Start of Block
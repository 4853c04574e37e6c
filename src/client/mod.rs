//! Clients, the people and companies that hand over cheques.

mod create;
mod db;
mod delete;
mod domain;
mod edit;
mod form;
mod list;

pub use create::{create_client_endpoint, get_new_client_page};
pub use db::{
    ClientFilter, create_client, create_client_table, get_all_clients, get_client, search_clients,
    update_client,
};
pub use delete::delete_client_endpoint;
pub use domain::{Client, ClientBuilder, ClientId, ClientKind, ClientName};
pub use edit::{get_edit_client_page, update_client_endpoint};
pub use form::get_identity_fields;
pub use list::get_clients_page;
End of Block
## Exercise
Search the data for the string "edit" and copy out every line where it is found.

## Output of the exercise
mod edit;
pub use edit::{get_edit_client_page, update_client_endpoint};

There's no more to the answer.